ST. PETERSBURG, Russia -- The ballroom here at the Lenexpo Convention Center here was jammed. TV crews and photographers assumed their positions, cameras trained on wrestling supporters in the front row of audience seats, immediately behind the ladies and gentlemen of the press. The tension was thick. Up on the dais, Mark Adams, the International Olympic Committee's spokesman, started to explain that the IOC's policy-making executive board had Wednesday afternoon decided to short-list just three sports for review this September by the all-members assembly in Buenos Aires. Everyone did quick math. Three sports in. That meant five were out. Which three?
Adams started to read off the first of the three: "Wrestling," he said, and in the instant before the place erupted someone in the wresting group summed it all with just one word that echoed across the hall: "Yeah!"
It took several long moments before order was restored, and Adams could then read off the other two: "Baseball and softball," he said, and then, "With apologies to the others, squash."
With that, the IOC sought to turn the page in one of the most convoluted procedural and substantive fixes it has ever produced. Time, and only time, will tell whether it got this just right -- or profoundly wrong.
Cut were sport climbing, karate, roller sports, wakeboarding and the Chinese martial art of wushu.
In a statement, IOC president Jacques Rogge noted that "it was never going to be an easy decision" but this was a "good decision."
Thomas Bach, an IOC vice president and leading candidate to succeed Rogge in voting for the IOC presidency, said, "This is a good mixture between team sports, individual sports and martial arts."
The executive board voting Wednesday -- which followed 30-minute presentations by each of the eight sports -- proved complex. A sport made it through with a majority vote of the 14-member board; Rogge, a 15th potential ballot, did not vote.

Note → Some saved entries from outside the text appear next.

//! Generation client: one validated request in, one normalized result out.
//!
//! The client wraps a [`GenerationTransport`] with credential checks,
//! linear-backoff retry, per-attempt log capture and response
//! normalization.

use std::sync::{Arc, Mutex};
use std::time::Instant;

use fluxstudio_core::generation::GenerationResult;
use fluxstudio_core::models::ModelDescriptor;
use fluxstudio_core::request::GenerationRequest;

use crate::error::GenerationError;
use crate::normalize::normalize_response;
use crate::retry::{delay_for_attempt, RetryConfig};
use crate::transport::GenerationTransport;

/// Progress notifications emitted during [`GenerationClient::generate`].
#[derive(Debug, Clone, PartialEq)]
pub enum ProgressEvent {
    /// Attempt `attempt` of `max_attempts` is about to start.
    AttemptStarted { attempt: u32, max_attempts: u32 },
    /// A provider log line from the current attempt.
    Log(String),
    /// Attempt `attempt` failed with a retryable error; the next one starts
    /// after `delay_ms`.
    RetryScheduled { attempt: u32, delay_ms: u64 },
}

/// Observer for [`ProgressEvent`]s.
pub type ProgressCallback<'a> = dyn Fn(&ProgressEvent) + Send + Sync + 'a;

/// Retrying generation client over a pluggable transport.
#[derive(Clone)]
pub struct GenerationClient {
    transport: Arc<dyn GenerationTransport>,
    retry: RetryConfig,
}

impl GenerationClient {
    pub fn new(transport: Arc<dyn GenerationTransport>) -> Self {
        Self {
            transport,
            retry: RetryConfig::default(),
        }
    }

    pub fn with_retry(mut self, retry: RetryConfig) -> Self {
        self.retry = retry;
        self
    }

    pub fn retry_config(&self) -> &RetryConfig {
        &self.retry
    }

    /// Run `request` against `descriptor`'s endpoint.
    ///
    /// An empty credential fails with
    /// [`GenerationError::InvalidCredential`] before any network call. Rate
    /// limits and 5xx responses are retried up to
    /// [`RetryConfig::max_attempts`] times in total, waiting
    /// `attempt * base_delay` in between; every other failure is returned
    /// immediately. Logs on the result are those of the successful attempt
    /// only.
    pub async fn generate(
        &self,
        descriptor: &ModelDescriptor,
        request: &GenerationRequest,
        credential: &str,
        progress: Option<&ProgressCallback<'_>>,
    ) -> Result<GenerationResult, GenerationError> {
        if request.model_id != descriptor.id {
            return Err(GenerationError::Unknown {
                message: format!(
                    "request for model '{}' cannot run on '{}'",
                    request.model_id, descriptor.id
                ),
                status: None,
            });
        }

        let credential = credential.trim();
        if credential.is_empty() {
            return Err(GenerationError::InvalidCredential {
                detail: Some("no API key configured".to_string()),
            });
        }

        let emit = |event: ProgressEvent| {
            if let Some(callback) = progress {
                callback(&event);
            }
        };

        let input = request.to_input();
        let max_attempts = self.retry.max_attempts.max(1);
        let started = Instant::now();
        let mut attempt = 0u32;

        loop {
            attempt += 1;
            emit(ProgressEvent::AttemptStarted {
                attempt,
                max_attempts,
            });
            tracing::debug!(
                model_id = %descriptor.id,
                endpoint = %descriptor.endpoint,
                attempt,
                max_attempts,
                "Submitting generation request",
            );

            let logs = Mutex::new(Vec::<String>::new());
            let on_log = |line: &str| {
                if let Ok(mut logs) = logs.lock() {
                    logs.push(line.to_string());
                }
                emit(ProgressEvent::Log(line.to_string()));
            };

            let outcome = self
                .transport
                .run(&descriptor.endpoint, &input, credential, &on_log)
                .await;

            let error = match outcome {
                Ok(response) => {
                    let mut result = normalize_response(descriptor, response.payload)?;
                    result.request_id = response.request_id;
                    result.elapsed_ms = u64::try_from(started.elapsed().as_millis()).unwrap_or(u64::MAX);
                    result.logs = logs.into_inner().unwrap_or_default();

                    tracing::info!(
                        model_id = %descriptor.id,
                        attempt,
                        images = result.images.len(),
                        elapsed_ms = result.elapsed_ms,
                        "Generation completed",
                    );
                    return Ok(result);
                }
                Err(err) => GenerationError::from(err),
            };

            if !error.is_retryable() || attempt >= max_attempts {
                tracing::warn!(
                    model_id = %descriptor.id,
                    attempt,
                    code = error.code(),
                    error = %error,
                    "Generation failed",
                );
                return Err(error);
            }

            let delay = delay_for_attempt(attempt, &self.retry);
            tracing::warn!(
                model_id = %descriptor.id,
                attempt,
                code = error.code(),
                delay_ms = delay.as_millis() as u64,
                "Retryable generation failure, backing off",
            );
            emit(ProgressEvent::RetryScheduled {
                attempt,
                delay_ms: delay.as_millis() as u64,
            });
            tokio::time::sleep(delay).await;
        }
    }
}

The first round did not portend what was to come: wrestling made it through in just one ballot, with a majority of 8. The second round then took seven ballots before the combined baseball/softball bid defeated karate, 9-5. Squash got through in three rounds in the third with a majority of 8.
The IOC will pick one of the three -- or, perhaps, none -- in voting Sept. 8.
If the full membership selects wrestling for the sole vacant spot on the program, then the review process will have resulted in, essentially, no change -- at a time when the IOC is keen to be seen to be more vibrant in reaching out to a younger audience.
At the same time, the IOC has always sought to balance its traditions.
Therein lies the considerable tension.
A quick review of how the IOC got to Wednesday's action:
After every Games, the IOC reviews the line-up on the Games program.
By rule, the IOC sets these caps: 28 sports on the program and 10,500 athletes.
In 2009, the IOC decided to add rugby sevens and golf for the 2016 and 2020 Games.
For 2020, the review meant there would be 25 "core" sports plus golf and rugby. That meant -- and still means -- there would be one, and only one, open spot on the 2020 program.
In February, to considerable surprise, after its program commission -- chaired by Italy's Franco Carraro -- put every sport through a survey of 39 criteria, the executive board dropped wrestling from the core.
Wrestling's governing body, which goes by the acronym FILA, never saw it coming.
After all, wrestling had been on the ancient Games program. It had been on the program of every program in the modern Olympics.
In response, the federation got rid of its president, the Swiss Raphael Martinetti, and elected a new one, Serbian Nenad Lalovic. It enacted a series of rules changes aimed at making the sport more attractive.
"Wrestling needed to make the rules changes they did, and once they did, it gave the executive board an avenue to put wrestling on the short-list because it was a different wrestling than they saw in February," said Jim Scherr, the former U.S. Olympic Committee chief executive who is now a member of the FILA bureau.
Malaysia's seven-time squash world champion, Nicol David, said, "This is a great day for squash as it takes us one step closer to realizing our long-held ambition to join the Olympic Games. I said to the executive board that the one big regret in my career is that I have never had the chance to compete in the Olympic Games, but I would happily trade all my seven world titles for the chance of Olympic gold."
Baseball and softball formed a single international federation, the World Baseball Softball Confederation. They also laid out a plan to shorten their tournament and and play at one venue. Also, Major League Baseball and its players' association sent the IOC a letter confirming "our continuing support and confidence in finding the best possible … solution" for the "participation of professional players."
IOC sports director Christophe Dubi noted, "…They gave important assurance from the leagues that solutions will be found and this was presented today."
Both baseball and softball were kicked out of the Games in 2005, effective in 2008. Baseball had become part of the Olympics in 1992, softball in 1996. Don Porter, the longtime head of the softball effort, was visibly moved.
He said, "I have been through this a long, long time. I have been disappointed before. I just hoped we had done enough.
"This is like the seventh inning. Now we are heading to the ninth. We have runners on base and are going to work hard to bring those runners home."
Lalovic, the new wrestling president, used a different metaphor:
"The match is not finished," he said, adding a moment later, "We have to stay in the Olympics. This is our goal."